So roughly here the idea is that there’s this thing, it’s sort of reasonably well accepted that SGD has some sort of bias towards some sort of simplicity, maybe on top of other things. There’s also questions we can raise about that. And I fully admit I haven’t gone super deep on this literature, but roughly SGD notably doesn’t overfit. If you give it a sort of line of points, it doesn’t then learn some super waggy thing, it learns a line. And that’s kind of impressive. Why does it do that? And then the thought is whatever makes it do that, whatever sort of bias, maybe that bias favors schemers. And why would that bias favor schemers? Well, often the thought is that schemers can have simpler goals. And this thought especially occurs in the context of imagining that aligned models have to have quite complicated goals because human values are quite complicated.
And so in order to be aligned with human values, the model has to find these really complicated things. It’s like, “Oh.” It’s going to be helpful and honest and harmless, but it has to weigh them and it has to do the deontological prohibitions. And it can create flourishing, but it can’t wirehead. There’s all these complicated features of human values often thought. Whereas, if you’re just optimizing for something else, you’re like, “Clips.” Simple, right? So the thought is maybe you save on complexity via that sort of difference.

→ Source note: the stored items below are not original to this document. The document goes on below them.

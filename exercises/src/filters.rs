//! Copy-style filters: input is rewritten unit by unit to the output.
//!
//! Each filter is a rule set whose categories know how to write themselves.
//! Bytes no rule claims are copied through unchanged.

use crate::error::Result;
use scanner_framework::{
    ByteRule, ClassifyRule, RuleSet, ScanContext, ScanSummary, Scanned, Scanner,
};
use std::io::Write;

/// A category that renders itself to the filter output.
pub trait Emit {
    fn emit<W: Write + ?Sized>(&self, out: &mut W) -> std::io::Result<()>;
}

/// Runs a filter to end-of-stream.
pub fn run_filter<Ctx, Cat, W>(
    ctx: Ctx,
    rules: RuleSet<Ctx, Cat>,
    out: &mut W,
) -> Result<ScanSummary>
where
    Ctx: ScanContext,
    Cat: Emit,
    W: Write + ?Sized,
{
    let mut scanner = Scanner::new(ctx, rules);
    while let Some(scanned) = scanner.next_scanned() {
        match scanned {
            Scanned::Classified { category, .. } => category.emit(out)?,
            Scanned::Unclassified { byte, .. } => out.write_all(&[byte])?,
        }
    }
    Ok(scanner.finish()?)
}

/// Byte copied verbatim.
#[derive(Debug, Clone, Copy, PartialEq, Eq)]
pub struct Literal(pub u8);

impl Emit for Literal {
    fn emit<W: Write + ?Sized>(&self, out: &mut W) -> std::io::Result<()> {
        out.write_all(&[self.0])
    }
}

pub fn copy_rules<Ctx: ScanContext>() -> RuleSet<Ctx, Literal> {
    vec![Box::new(ByteRule::new(|b: u8| Some(Literal(b))))]
}

/// Copies input to output byte for byte.
pub fn copy<Ctx, W>(ctx: Ctx, out: &mut W) -> Result<ScanSummary>
where
    Ctx: ScanContext,
    W: Write + ?Sized,
{
    run_filter(ctx, copy_rules(), out)
}

#[derive(Debug, Clone, Copy, PartialEq, Eq)]
pub enum EchoUnit {
    /// Space or tab: ends the current word.
    Break,
    /// Newline: swallowed.
    Newline,
    /// `.`, `;` or `:` printed on a line of its own.
    Punctuation(u8),
    Literal(u8),
}

impl Emit for EchoUnit {
    fn emit<W: Write + ?Sized>(&self, out: &mut W) -> std::io::Result<()> {
        match *self {
            EchoUnit::Break => out.write_all(b"\n"),
            EchoUnit::Newline => Ok(()),
            EchoUnit::Punctuation(mark) => out.write_all(&[b'\n', mark, b'\n']),
            EchoUnit::Literal(byte) => out.write_all(&[byte]),
        }
    }
}

pub fn classify_echo(byte: u8) -> EchoUnit {
    match byte {
        b' ' | b'\t' => EchoUnit::Break,
        b'\n' => EchoUnit::Newline,
        b'.' | b';' | b':' => EchoUnit::Punctuation(byte),
        _ => EchoUnit::Literal(byte),
    }
}

/// Prints input one word per line (exercise 1-12).
pub fn echo_words<Ctx, W>(ctx: Ctx, out: &mut W) -> Result<ScanSummary>
where
    Ctx: ScanContext,
    W: Write + ?Sized,
{
    let rules: RuleSet<Ctx, EchoUnit> =
        vec![Box::new(ByteRule::new(|b: u8| Some(classify_echo(b))))];
    run_filter(ctx, rules, out)
}

#[derive(Debug, Clone, Copy, PartialEq, Eq)]
pub enum BlankRun {
    /// One or more blanks followed by more input: printed as one blank.
    Squeezed,
    /// Blanks running into end of input are never printed.
    Trailing,
}

impl Emit for BlankRun {
    fn emit<W: Write + ?Sized>(&self, out: &mut W) -> std::io::Result<()> {
        match self {
            BlankRun::Squeezed => out.write_all(b" "),
            BlankRun::Trailing => Ok(()),
        }
    }
}

/// Consumes a run of blanks. Only the space byte counts as a blank here,
/// tabs pass through.
pub struct BlankRunRule;

impl<Ctx> ClassifyRule<Ctx, BlankRun> for BlankRunRule
where
    Ctx: ScanContext,
{
    fn quick_check(&self, first_byte: u8) -> Option<bool> {
        Some(first_byte == b' ')
    }

    fn try_classify(&mut self, ctx: &mut Ctx) -> Option<BlankRun> {
        if ctx.peek()? != b' ' {
            return None;
        }
        while ctx.peek() == Some(b' ') {
            ctx.advance();
            ctx.commit();
        }
        if ctx.is_eof() {
            Some(BlankRun::Trailing)
        } else {
            Some(BlankRun::Squeezed)
        }
    }
}

/// Replaces each string of blanks by a single blank (exercise 1-9).
pub fn squeeze_blanks<Ctx, W>(ctx: Ctx, out: &mut W) -> Result<ScanSummary>
where
    Ctx: ScanContext,
    W: Write + ?Sized,
{
    let rules: RuleSet<Ctx, BlankRun> = vec![Box::new(BlankRunRule)];
    run_filter(ctx, rules, out)
}

#[derive(Debug, Clone, Copy, PartialEq, Eq)]
pub enum Escape {
    Tab,
    Backspace,
    Backslash,
}

impl Emit for Escape {
    fn emit<W: Write + ?Sized>(&self, out: &mut W) -> std::io::Result<()> {
        out.write_all(match self {
            Escape::Tab => br"\t",
            Escape::Backspace => br"\b",
            Escape::Backslash => br"\\",
        })
    }
}

pub fn classify_escape(byte: u8) -> Option<Escape> {
    match byte {
        b'\t' => Some(Escape::Tab),
        0x08 => Some(Escape::Backspace),
        b'\\' => Some(Escape::Backslash),
        _ => None,
    }
}

/// Makes tabs, backspaces and backslashes visible (exercise 1-10).
pub fn show_escapes<Ctx, W>(ctx: Ctx, out: &mut W) -> Result<ScanSummary>
where
    Ctx: ScanContext,
    W: Write + ?Sized,
{
    let rules: RuleSet<Ctx, Escape> = vec![Box::new(ByteRule::new(classify_escape))];
    run_filter(ctx, rules, out)
}
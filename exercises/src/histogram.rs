//! Word-length and character-frequency histograms (exercises 1-13 and 1-14).

use crate::error::Result;
use crate::{is_delimiter, scan_into};
use clap::ValueEnum;
use scanner_framework::{Bins, ByteRule, ClassifyRule, RuleSet, ScanContext, Tally};
use tracing::warn;

pub const DEFAULT_MAX_WORD_LENGTH: usize = 20;

/// Largest word-length bound a histogram accepts; bigger bounds are clamped.
pub const WORD_LENGTH_LIMIT: usize = u16::MAX as usize;

/// First and last printable ASCII codes.
pub const PRINTABLE_FIRST: u8 = b' ';
pub const PRINTABLE_LAST: u8 = b'~';

/// What happens to words of `max` bytes or more.
#[derive(Debug, Clone, Copy, Default, PartialEq, Eq, ValueEnum)]
pub enum OverlongPolicy {
    /// The whole word is discarded when its delimiter arrives.
    #[default]
    DropAtDelimiter,
    /// The running length wraps back to zero each time it reaches `max`;
    /// whatever remains of the word is binned normally.
    ResetMidWord,
}

#[derive(Debug, Clone, Copy, PartialEq, Eq)]
pub enum WordUnit {
    /// A run of non-delimiter bytes with its length as seen by the policy.
    /// `terminated` is false when the run was cut off by end of input.
    Word { length: usize, terminated: bool },
    Delimiter,
}

/// Consumes a run of non-delimiter bytes and measures it.
pub struct WordRule {
    max: usize,
    policy: OverlongPolicy,
}

impl WordRule {
    pub fn new(max: usize, policy: OverlongPolicy) -> Self {
        Self { max, policy }
    }
}

impl<Ctx> ClassifyRule<Ctx, WordUnit> for WordRule
where
    Ctx: ScanContext,
{
    fn quick_check(&self, first_byte: u8) -> Option<bool> {
        Some(!is_delimiter(first_byte))
    }

    fn try_classify(&mut self, ctx: &mut Ctx) -> Option<WordUnit> {
        if is_delimiter(ctx.peek()?) {
            return None;
        }
        // Counted byte by byte; the word itself is never buffered.
        let mut length = 0usize;
        while let Some(byte) = ctx.peek() {
            if is_delimiter(byte) {
                break;
            }
            ctx.advance();
            ctx.commit();
            length += 1;
            if self.policy == OverlongPolicy::ResetMidWord && length >= self.max {
                length = 0;
            }
        }
        Some(WordUnit::Word {
            length,
            terminated: !ctx.is_eof(),
        })
    }

    fn priority(&self) -> i32 {
        10
    }
}

pub fn word_rules<Ctx: ScanContext>(max: usize, policy: OverlongPolicy) -> RuleSet<Ctx, WordUnit> {
    vec![
        Box::new(WordRule::new(max, policy)),
        Box::new(ByteRule::new(|b: u8| {
            is_delimiter(b).then_some(WordUnit::Delimiter)
        })),
    ]
}

/// Word counts indexed by length, `0..=max`.
#[derive(Debug, Clone, PartialEq, Eq)]
pub struct WordLengths {
    bins: Bins,
    max: usize,
    dropped: u64,
}

impl WordLengths {
    pub fn new(max: usize) -> Self {
        let max = max.min(WORD_LENGTH_LIMIT);
        Self {
            bins: Bins::new(max + 1),
            max,
            dropped: 0,
        }
    }

    pub fn max(&self) -> usize {
        self.max
    }

    pub fn bins(&self) -> &Bins {
        &self.bins
    }

    pub fn count(&self, length: usize) -> u64 {
        self.bins.get(length)
    }

    /// Words discarded for reaching `max`.
    pub fn dropped(&self) -> u64 {
        self.dropped
    }
}

impl Tally<WordUnit> for WordLengths {
    fn record(&mut self, category: &WordUnit) {
        match *category {
            // only a delimiter completes a word
            WordUnit::Delimiter
            | WordUnit::Word { length: 0, .. }
            | WordUnit::Word {
                terminated: false, ..
            } => {}
            WordUnit::Word { length, .. } if length < self.max => {
                self.bins.increment(length);
            }
            WordUnit::Word { .. } => self.dropped += 1,
        }
    }

    fn total(&self) -> u64 {
        self.bins.total()
    }
}

pub fn word_lengths<Ctx: ScanContext>(
    ctx: Ctx,
    max: usize,
    policy: OverlongPolicy,
) -> Result<WordLengths> {
    let lengths = WordLengths::new(max);
    if lengths.max() < max {
        warn!(requested = max, used = lengths.max(), "word length bound clamped");
    }
    scan_into(ctx, word_rules(lengths.max(), policy), lengths)
}

/// Printable ASCII bytes map to themselves; everything else is left
/// unclassified.
pub fn classify_printable(byte: u8) -> Option<u8> {
    (PRINTABLE_FIRST..=PRINTABLE_LAST)
        .contains(&byte)
        .then_some(byte)
}

/// Frequency of each printable ASCII byte.
#[derive(Debug, Clone, PartialEq, Eq)]
pub struct CharFrequencies {
    bins: Bins,
}

impl CharFrequencies {
    pub fn new() -> Self {
        Self {
            bins: Bins::new(usize::from(PRINTABLE_LAST - PRINTABLE_FIRST) + 1),
        }
    }

    pub fn count(&self, byte: u8) -> u64 {
        match byte.checked_sub(PRINTABLE_FIRST) {
            Some(index) if byte <= PRINTABLE_LAST => self.bins.get(usize::from(index)),
            _ => 0,
        }
    }

    /// `(byte, count)` for every printable byte, in ASCII order.
    pub fn iter(&self) -> impl Iterator<Item = (u8, u64)> + '_ {
        (PRINTABLE_FIRST..=PRINTABLE_LAST).zip(self.bins.as_slice().iter().copied())
    }
}

impl Default for CharFrequencies {
    fn default() -> Self {
        Self::new()
    }
}

impl Tally<u8> for CharFrequencies {
    fn record(&mut self, category: &u8) {
        if let Some(index) = category.checked_sub(PRINTABLE_FIRST) {
            self.bins.increment(usize::from(index));
        }
    }

    fn total(&self) -> u64 {
        self.bins.total()
    }
}

pub fn char_frequencies<Ctx: ScanContext>(ctx: Ctx) -> Result<CharFrequencies> {
    let rules: RuleSet<Ctx, u8> = vec![Box::new(ByteRule::new(classify_printable))];
    scan_into(ctx, rules, CharFrequencies::new())
}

I think this is a kind of weak argument, so stated, for a few reasons. One is that just to be a non-schemer as opposed to erfectly aligned with human values and their full richness, you don’t actually need all of that complexity. Even if you assume that human values are complex in that way, you can for example just care about reward-on-the-episode terminally. And it’s less clear that that’s especially complicated.
But more importantly, I think sort of all of these models are understood as having sophisticated representations of the world, that include all of the candidate goals here. So for example, all of the models are understood as understanding human values. They’ll have some representation of human values. So you’re not saving on, “did you even have to represent human values or not?” Instead, there’s some sort of more amorphous story in the context of a simplicity argument, on which you’re saving on something like repurposing that representation in steering your motivations as opposed to something else.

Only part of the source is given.